Tant que le système de vote ne sera pas fiable il n'y a aucun espoir d'avancer concrètement.

De plus l'accès au questionnement sur la constitution ne peut se faire que dans un cadre légal avec une certitude de réussite et pour cela il faut au préalable avoir un ancrage dans le système politique et donc avoir voté pour quelqu'un qui acceptera cette idée.

Ce qui nous met logiquement face à un paradoxe.

Puisque sans un système de vote qui soit fiable il n'y a aucune chance que se présente volontairement et spontanément un candidat enclin à faire voter quelque chose qui va le licencier.
Et c'est bien là la raison pour laquelle la question des systèmes de vote est sans cesse éludée.
Il faut aller contre cette inertie qui consiste à reléguer cette question à une chose inconnue ou incongrue.
Alors expliquons.

Il est extrêmement profitable de l'expliquer, du moins d'en expliquer les fondements à la fois mathématiques mais surtout ontologiques.
Il n'existe que deux choses dans l'univers, ce qui est matériel et ce qui est immatériel.

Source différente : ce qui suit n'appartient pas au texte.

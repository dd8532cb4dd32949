//! Progress store: per-journey completion state and aggregate statistics for the local user.
//!
//! The store is an explicitly constructed, exclusively owned value. Every
//! mutation goes through its methods, is applied in full before it returns,
//! and notifies subscribers with a single [`ProgressEvent`].

pub mod clock;
pub mod event;
pub mod record;
pub mod snapshot;

use std::collections::BTreeMap;
use std::sync::Arc;
use std::sync::mpsc::{Receiver, Sender, channel};
use thiserror::Error;

use crate::catalog::Catalog;
use crate::data::Journey;
use crate::numbers::{apply_signed_delta, ratio};

pub use clock::{Clock, FixedClock, SystemClock};
pub use event::ProgressEvent;
pub use record::{JourneyProgress, JourneyStatus, Totals};
pub use snapshot::{JourneyProgressSnapshot, ProgressSnapshot, SnapshotError};

/// Rejected progress mutations. The store is unchanged whenever one is returned.
#[derive(Debug, Error, Clone, PartialEq, Eq)]
pub enum ProgressError {
    #[error("journey `{0}` is not in the catalog")]
    UnknownJourney(String),
    #[error("milestone `{milestone}` does not belong to journey `{journey}`")]
    MilestoneNotInJourney { journey: String, milestone: String },
    #[error("journey `{journey}` is locked until {missing:?} are completed")]
    JourneyLocked {
        journey: String,
        missing: Vec<String>,
    },
    #[error("journey `{0}` has not been started")]
    NotStarted(String),
}

/// Outcome of recording a milestone.
#[derive(Debug, Clone, Copy, PartialEq, Eq)]
pub enum MilestoneUpdate {
    Recorded,
    AlreadyCompleted,
}

/// Outcome of completing a journey.
#[derive(Debug, Clone, Copy, PartialEq, Eq)]
pub enum JourneyUpdate {
    Completed,
    AlreadyCompleted,
}

/// Outcome of starting a journey.
#[derive(Debug, Clone, Copy, PartialEq, Eq)]
pub enum JourneyStart {
    Started,
    AlreadyStarted,
}

/// Single-user progress state bound to a content catalog.
#[derive(Debug)]
pub struct ProgressStore<C: Clock = SystemClock> {
    catalog: Arc<Catalog>,
    clock: C,
    active_journey_id: Option<String>,
    journey_progress: BTreeMap<String, JourneyProgress>,
    totals: Totals,
    subscribers: Vec<Sender<ProgressEvent>>,
}

impl ProgressStore<SystemClock> {
    /// Empty store using wall-clock timestamps.
    #[must_use]
    pub fn new(catalog: Arc<Catalog>) -> Self {
        Self::with_clock(catalog, SystemClock)
    }
}

impl<C: Clock> ProgressStore<C> {
    /// Empty store using the supplied clock for timestamps.
    #[must_use]
    pub fn with_clock(catalog: Arc<Catalog>, clock: C) -> Self {
        Self {
            catalog,
            clock,
            active_journey_id: None,
            journey_progress: BTreeMap::new(),
            totals: Totals::default(),
            subscribers: Vec::new(),
        }
    }

    #[must_use]
    pub fn catalog(&self) -> &Catalog {
        &self.catalog
    }

    #[must_use]
    pub const fn clock(&self) -> &C {
        &self.clock
    }

    /// Register for change notifications. Dropping the receiver unsubscribes.
    pub fn subscribe(&mut self) -> Receiver<ProgressEvent> {
        let (tx, rx) = channel();
        self.subscribers.push(tx);
        rx
    }

    fn emit(&mut self, event: &ProgressEvent) {
        self.subscribers.retain(|tx| tx.send(event.clone()).is_ok());
    }

    fn journey(&self, journey_id: &str) -> Result<&Journey, ProgressError> {
        self.catalog
            .get_journey_by_id(journey_id)
            .ok_or_else(|| ProgressError::UnknownJourney(journey_id.to_string()))
    }

    /// Select the journey the user is currently walking, starting it if needed.
    ///
    /// # Errors
    ///
    /// Fails for journeys missing from the catalog or whose unlock requirements
    /// are not yet completed.
    pub fn set_active_journey(&mut self, journey_id: &str) -> Result<(), ProgressError> {
        self.ensure_unlocked(journey_id)?;
        let started = self.insert_record_if_absent(journey_id);
        self.active_journey_id = Some(journey_id.to_string());
        log::debug!("active journey set to `{journey_id}` (started: {started})");
        self.emit(&ProgressEvent::ActiveJourneyChanged {
            journey_id: journey_id.to_string(),
            started,
        });
        Ok(())
    }

    #[must_use]
    pub fn active_journey_id(&self) -> Option<&str> {
        self.active_journey_id.as_deref()
    }

    /// Active journey resolved through the catalog; `None` if unset or dangling.
    #[must_use]
    pub fn get_active_journey(&self) -> Option<&Journey> {
        self.catalog
            .get_journey_by_id(self.active_journey_id.as_deref()?)
    }

    /// Create the progress record for a journey without changing the active selection.
    ///
    /// # Errors
    ///
    /// Fails for unknown or locked journeys.
    pub fn start_journey(&mut self, journey_id: &str) -> Result<JourneyStart, ProgressError> {
        self.ensure_unlocked(journey_id)?;
        if !self.insert_record_if_absent(journey_id) {
            return Ok(JourneyStart::AlreadyStarted);
        }
        log::debug!("journey `{journey_id}` started");
        self.emit(&ProgressEvent::JourneyStarted {
            journey_id: journey_id.to_string(),
        });
        Ok(JourneyStart::Started)
    }

    /// Record a milestone as completed, creating the journey's record on first use.
    ///
    /// Recording an already-completed milestone is a no-op.
    ///
    /// # Errors
    ///
    /// Fails when the journey is unknown, the milestone belongs to another
    /// journey, or the journey has no record yet and is still locked.
    pub fn complete_milestone(
        &mut self,
        journey_id: &str,
        milestone_id: &str,
    ) -> Result<MilestoneUpdate, ProgressError> {
        let milestone_count = {
            let journey = self.journey(journey_id)?;
            if !journey.contains_milestone(milestone_id) {
                return Err(ProgressError::MilestoneNotInJourney {
                    journey: journey_id.to_string(),
                    milestone: milestone_id.to_string(),
                });
            }
            journey.milestones.len()
        };
        if !self.journey_progress.contains_key(journey_id) {
            self.ensure_unlocked(journey_id)?;
        }

        let now = self.clock.now();
        let record = self
            .journey_progress
            .entry(journey_id.to_string())
            .or_insert_with(|| JourneyProgress::new(now));
        if !record.record_milestone(milestone_id) {
            return Ok(MilestoneUpdate::AlreadyCompleted);
        }
        let completed_count = record.completed_count();

        log::debug!(
            "milestone `{milestone_id}` completed on `{journey_id}` ({completed_count}/{milestone_count})"
        );
        self.emit(&ProgressEvent::MilestoneCompleted {
            journey_id: journey_id.to_string(),
            milestone_id: milestone_id.to_string(),
            completed_count,
            milestone_count,
        });
        Ok(MilestoneUpdate::Recorded)
    }

    /// Mark a started journey completed and count it exactly once.
    ///
    /// # Errors
    ///
    /// Fails when the journey is unknown or has no progress record.
    pub fn complete_journey(&mut self, journey_id: &str) -> Result<JourneyUpdate, ProgressError> {
        self.journey(journey_id)?;
        let now = self.clock.now();
        let Some(record) = self.journey_progress.get_mut(journey_id) else {
            return Err(ProgressError::NotStarted(journey_id.to_string()));
        };
        if !record.mark_completed(now) {
            return Ok(JourneyUpdate::AlreadyCompleted);
        }
        self.totals.journeys_completed = self.totals.journeys_completed.saturating_add(1);

        log::debug!(
            "journey `{journey_id}` completed ({} total)",
            self.totals.journeys_completed
        );
        self.emit(&ProgressEvent::JourneyCompleted {
            journey_id: journey_id.to_string(),
            journeys_completed: self.totals.journeys_completed,
        });
        Ok(JourneyUpdate::Completed)
    }

    /// Add a signed step delta; the total never drops below zero. Returns the new total.
    pub fn update_total_steps(&mut self, delta: i64) -> u64 {
        self.totals.total_steps = apply_signed_delta(self.totals.total_steps, delta);
        let total_steps = self.totals.total_steps;
        self.emit(&ProgressEvent::StepsUpdated { total_steps });
        total_steps
    }

    /// Add a signed distance delta in meters; clamps at zero. Returns the new total.
    pub fn record_distance(&mut self, delta_meters: i64) -> u64 {
        self.totals.total_distance = apply_signed_delta(self.totals.total_distance, delta_meters);
        let total_distance = self.totals.total_distance;
        self.emit(&ProgressEvent::DistanceUpdated { total_distance });
        total_distance
    }

    /// Drop every progress record and zero the counters. The active selection is kept.
    pub fn reset(&mut self) {
        self.journey_progress.clear();
        self.totals = Totals::default();
        log::debug!("progress reset");
        self.emit(&ProgressEvent::Reset);
    }

    /// Completed share of a journey's milestones in `[0, 1]`.
    #[must_use]
    pub fn get_journey_progress(&self, journey_id: &str) -> f64 {
        let (Some(journey), Some(record)) = (
            self.catalog.get_journey_by_id(journey_id),
            self.journey_progress.get(journey_id),
        ) else {
            return 0.0;
        };
        ratio(record.completed_count(), journey.milestones.len()).min(1.0)
    }

    /// First milestone is always unlocked; later ones once their predecessor is completed.
    #[must_use]
    pub fn is_milestone_unlocked(&self, journey_id: &str, milestone_id: &str) -> bool {
        let Some(journey) = self.catalog.get_journey_by_id(journey_id) else {
            return false;
        };
        match journey.milestone_index(milestone_id) {
            None => false,
            Some(0) => true,
            Some(index) => {
                let previous = &journey.milestones[index - 1].id;
                self.journey_progress
                    .get(journey_id)
                    .is_some_and(|record| record.has_completed(previous))
            }
        }
    }

    /// Whether every journey this one requires has been completed.
    #[must_use]
    pub fn is_journey_unlocked(&self, journey_id: &str) -> bool {
        self.catalog
            .is_journey_unlocked(journey_id, |id| self.is_journey_completed(id))
    }

    #[must_use]
    pub fn is_journey_completed(&self, journey_id: &str) -> bool {
        self.journey_progress
            .get(journey_id)
            .is_some_and(JourneyProgress::is_completed)
    }

    #[must_use]
    pub fn journey_status(&self, journey_id: &str) -> JourneyStatus {
        self.journey_progress
            .get(journey_id)
            .map_or(JourneyStatus::NotStarted, JourneyProgress::status)
    }

    #[must_use]
    pub fn progress_for(&self, journey_id: &str) -> Option<&JourneyProgress> {
        self.journey_progress.get(journey_id)
    }

    /// Index of the first incomplete milestone, or the last index when all are done.
    #[must_use]
    pub fn current_milestone_index(&self, journey_id: &str) -> Option<usize> {
        let journey = self.catalog.get_journey_by_id(journey_id)?;
        let last = journey.milestones.len().checked_sub(1)?;
        let record = self.journey_progress.get(journey_id);
        let first_open = journey
            .milestones
            .iter()
            .position(|m| !record.is_some_and(|r| r.has_completed(&m.id)));
        Some(first_open.unwrap_or(last))
    }

    /// Index ending the contiguous run of completed milestones from the start.
    #[must_use]
    pub fn last_completed_index(&self, journey_id: &str) -> Option<usize> {
        let journey = self.catalog.get_journey_by_id(journey_id)?;
        let record = self.journey_progress.get(journey_id)?;
        let run = journey
            .milestones
            .iter()
            .take_while(|m| record.has_completed(&m.id))
            .count();
        run.checked_sub(1)
    }

    #[must_use]
    pub const fn totals(&self) -> Totals {
        self.totals
    }

    /// Plain-data image of the store for persistence.
    #[must_use]
    pub fn snapshot(&self) -> ProgressSnapshot {
        ProgressSnapshot {
            active_journey_id: self.active_journey_id.clone(),
            journey_progress: self
                .journey_progress
                .iter()
                .map(|(id, record)| (id.clone(), JourneyProgressSnapshot::from(record)))
                .collect(),
            total_steps: self.totals.total_steps,
            total_distance: self.totals.total_distance,
            journeys_completed: self.totals.journeys_completed,
        }
    }

    /// Replace the store's state with a snapshot.
    ///
    /// Records for journeys missing from the catalog and milestone ids foreign
    /// to their journey are dropped. The active id is restored as-is, even if
    /// it no longer resolves.
    ///
    /// # Errors
    ///
    /// Fails, leaving the store unchanged, when a record's completion flag and
    /// completion time disagree.
    pub fn restore(&mut self, snapshot: ProgressSnapshot) -> Result<(), SnapshotError> {
        let mut records = BTreeMap::new();
        for (journey_id, entry) in snapshot.journey_progress {
            let Some(journey) = self.catalog.get_journey_by_id(&journey_id) else {
                log::warn!("dropping progress for unknown journey `{journey_id}` from snapshot");
                continue;
            };
            let record = entry.into_record(journey)?;
            records.insert(journey_id, record);
        }

        self.journey_progress = records;
        self.active_journey_id = snapshot.active_journey_id;
        self.totals = Totals {
            total_steps: snapshot.total_steps,
            total_distance: snapshot.total_distance,
            journeys_completed: snapshot.journeys_completed,
        };
        log::debug!(
            "progress restored: {} journeys tracked",
            self.journey_progress.len()
        );
        self.emit(&ProgressEvent::Restored);
        Ok(())
    }

    fn ensure_unlocked(&self, journey_id: &str) -> Result<(), ProgressError> {
        let journey = self.journey(journey_id)?;
        let missing: Vec<String> = journey
            .unlock_requirements
            .iter()
            .filter(|id| !self.is_journey_completed(id))
            .cloned()
            .collect();
        if missing.is_empty() {
            Ok(())
        } else {
            Err(ProgressError::JourneyLocked {
                journey: journey_id.to_string(),
                missing,
            })
        }
    }

    fn insert_record_if_absent(&mut self, journey_id: &str) -> bool {
        if self.journey_progress.contains_key(journey_id) {
            return false;
        }
        let now = self.clock.now();
        self.journey_progress
            .insert(journey_id.to_string(), JourneyProgress::new(now));
        true
    }
}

C'est à dire au fond ce qui est objectif et ce qui est subjectif. Un vote consiste à convertir des opinions, une choses immatérielle et intangible, en un résultat chiffré et objectif. C'est une opération très délicate.

Il est néanmoins possible de démontrer si un système d'évaluation des opinions est fiable ou non. C'est idiot mais pour cela il faut un autre système mathématique, et c'est ce-même système mathématique qu'il est question d'utiliser directement.

De façon abstraite, on peut s'en rendre compte quand on voit devenir président une personne élue avec 20% des votes, qui eux-mêmes étaient dépités d'avoir à choisir entre la peste ou le choléra.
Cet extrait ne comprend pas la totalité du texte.